DeKalb schools consider job cuts
Budget woes, enrollment dip lead to options that eliminate positions —- but not teachers, others at schools.
The Atlanta Journal-Constitution
Saturday, October 11, 2008
More than 200 DeKalb County employees learned Friday they may lose their jobs so that the budget-strapped school system can save money.
The proposal by Superintendent Crawford Lewis includes three different options on how to shed those jobs, which range from midlevel administrators to groundskeepers to drivers’ education instructors. The job cuts could come as soon as December, although it seems more likely to be June.
The proposal is one of several budget-slashing measures DeKalb schools face this year in the wake of a sour economy and state funding cuts.
Other metro Atlanta school systems face the same conditions —- Fulton has instituted a hiring freeze for non-instructional jobs —- but so far no other system plans the kind of cuts DeKalb envisions.
DeKalb has been especially hard hit as it weathers a dip in enrollment. Georgia pays for public schools by attaching dollars to individual students.
DeKalb’s job cuts deliberately avoid elimination of teachers as well as other schoolhouse employees such as janitors and media specialists. It includes salary cuts for central office employees making more than $100,000. It saves the system at least $10.5 million, Lewis said.
“This is the most difficult assignment I have ever been given,” he said. “I have mixed emotions about it. I wish there was a way around it. But there’s not.”
School board members told Lewis to reduce staff during budget talks this spring, as the board and Lewis grappled with growing costs and fewer dollars. Salaries and benefits make up 91 percent of the system’s $894.1 million general operations budget.
Lewis’ goal is to reduce that to 87 percent.
Presented with the plan Friday, board members reacted favorably. They also acknowledged the hard part comes over the next several weeks as they commit to action. “Every person at this table is going to have a different program or different group” they want to save, member Tom Bowen said. He cautioned the board that, “We can’t go down the road picking and choosing.”
Other local systems have not headed down that road —- yet.
Atlanta city officials acknowledged economic “uncertainty… [but] we still anticipate that the district will not need to cut programs during this year,” said Chuck Burbridge, the system’s chief financial officer.

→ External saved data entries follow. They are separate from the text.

// ==========================================
// 并发控制测试
// ==========================================
// 职责: 验证乐观锁 (revision) 与写事务串行化
// ==========================================


#[cfg(test)]
mod concurrent_control_test {
    use std::sync::{Arc, Barrier};
    use std::thread;

    use warehouse_qc::api::{ApiError, WarehouseApi};
    use warehouse_qc::domain::types::CellRole;

    use crate::test_helpers::{
        assign_cmd, cell_counters, create_test_db, intake_line, seed, setup_standard,
        storage_cell, transition_cmd,
    };

    // ==========================================
    // 乐观锁
    // ==========================================

    #[test]
    fn test_stale_revision_conflict() {
        let (_tmp, _db_path, api) = setup_standard();
        let assigned = api.assign(assign_cmd("L1", "C1", 40.0, 20, 200.0)).unwrap();
        let id = assigned.allocation.allocation_id.clone();

        let mut cmd = transition_cmd(&id, "APROBADO", 40.0);
        cmd.expected_revision = Some(7);
        match api.transition(cmd).unwrap_err() {
            ApiError::Conflict {
                expected, actual, ..
            } => {
                assert_eq!(expected, 7);
                assert_eq!(actual, 1);
            }
            other => panic!("Expected Conflict, got {:?}", other),
        }

        // 正确版本号可以通过
        let mut cmd = transition_cmd(&id, "APROBADO", 40.0);
        cmd.expected_revision = Some(1);
        let outcome = api.transition(cmd).unwrap();
        assert_eq!(outcome.allocation.revision, 2);
    }

    #[test]
    fn test_racing_transitions_single_winner() {
        let (_tmp, db_path, api) = setup_standard();
        let assigned = api.assign(assign_cmd("L1", "C1", 40.0, 20, 200.0)).unwrap();
        let id = assigned.allocation.allocation_id.clone();
        drop(api);

        let workers = 4;
        let barrier = Arc::new(Barrier::new(workers));
        let handles: Vec<_> = (0..workers)
            .map(|_| {
                let db_path = db_path.clone();
                let id = id.clone();
                let barrier = Arc::clone(&barrier);
                thread::spawn(move || {
                    // 每个线程独立连接
                    let api = WarehouseApi::open(&db_path).unwrap();
                    let mut cmd = transition_cmd(&id, "RECHAZADOS", 10.0);
                    cmd.destination_cell_id = Some("R1".to_string());
                    cmd.expected_revision = Some(1);
                    barrier.wait();
                    api.transition(cmd)
                })
            })
            .collect();

        let results: Vec<_> = handles.into_iter().map(|h| h.join().unwrap()).collect();
        let winners = results.iter().filter(|r| r.is_ok()).count();
        assert_eq!(winners, 1, "results: {:?}", results);
        for err in results.iter().filter_map(|r| r.as_ref().err()) {
            assert!(matches!(err, ApiError::Conflict { .. }), "got {:?}", err);
        }

        // 只扣减一次
        assert_eq!(cell_counters(&db_path, "C1").0, 15);
        assert_eq!(cell_counters(&db_path, "R1").0, 5);
    }

    // ==========================================
    // 写事务串行化
    // ==========================================

    #[test]
    fn test_concurrent_assigns_never_overdraw_lot() {
        let (_tmp, db_path) = create_test_db().unwrap();
        let cells: Vec<_> = (0..5)
            .map(|i| storage_cell(&format!("C{}", i), CellRole::Standard))
            .collect();
        seed(&db_path, &[intake_line("L1", 100.0, 50, 500.0)], &cells).unwrap();

        let barrier = Arc::new(Barrier::new(cells.len()));
        let handles: Vec<_> = (0..cells.len())
            .map(|i| {
                let db_path = db_path.clone();
                let barrier = Arc::clone(&barrier);
                thread::spawn(move || {
                    let api = WarehouseApi::open(&db_path).unwrap();
                    barrier.wait();
                    api.assign(assign_cmd("L1", &format!("C{}", i), 30.0, 15, 150.0))
                })
            })
            .collect();

        let results: Vec<_> = handles.into_iter().map(|h| h.join().unwrap()).collect();
        let winners = results.iter().filter(|r| r.is_ok()).count();
        assert_eq!(winners, 3, "results: {:?}", results);
        for err in results.iter().filter_map(|r| r.as_ref().err()) {
            assert!(matches!(err, ApiError::ValidationError(_)), "got {:?}", err);
        }

        let api = WarehouseApi::open(&db_path).unwrap();
        let summary = api.lot_summary("L1").unwrap();
        assert_eq!(summary.allocated.quantity, 90.0);
        assert_eq!(summary.allocated.packages, 45);
        assert_eq!(summary.allocation_count, 3);
    }
}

In Cobb County, Superintendent Fred Sanderson this week said he expects the state to cut more than $8.5 million from county schools this year alone. However, deep staffing cuts so far are not among the proposed cost-saving measures.
In DeKalb, Marcus Turk, the DeKalb schools’ chief financial officer, expects the district to lose another $10.5 million in state funds this school year. If that happens, cuts in state education funding by May will have cost DeKalb more than $100 million since 2002.
Turk said he also expects the state, given the economy, to cut at least another 1 percent of DeKalb’s school funding for the next school year.
This week, board members approved an early retirement proposal for 142 central office employees that could save as much as $3.2 million a year —- savings in addition to those in Friday’s proposal. System officials last month also proposed student busing cuts designed to save about $4 million annually.
Lewis has the system under a hiring freeze for jobs other than in the classroom. Positions empty because of retirement or attrition are being cut from the rolls.
David Schutten, president of the independent advocacy group Organization of DeKalb Educators, said employees are jittery because they know “it’s not DeKalb alone. It’s happening all over the country. Everybody’s on edge right now because of this.”
The board is expected to set a meeting in the next week or two to continue talking about the proposal. It’s not clear how quickly the board wants to act.
THREE OPTIONS
DeKalb schools Superintendent Crawford Lewis suggests three options to cut jobs and save the system at least $10.5 million. Although as many as 267 jobs may be eliminated, not that many employees face the ax because more than 45 of those jobs are already vacant.
PLAN A:
> Cut 267 jobs by Dec. 31.
> Cut equipment and travel budgets.
> Cut administrative salaries over $100,000 by 2 percent.
PLAN B (preferred by Lewis):
> Cut 163 jobs by June 30.
> Cut administrative salaries over $100,000 by 2 percent.
> Borrow $3.6 million in a tax anticipation note —- a short-term loan.
PLAN C:
> Borrow $10.5 million in a tax anticipation note —- a short-term loan.
> Cut administrative salaries over $100,000 by 2 percent.
> Eliminate up to 267 jobs by end of next year for additional savings.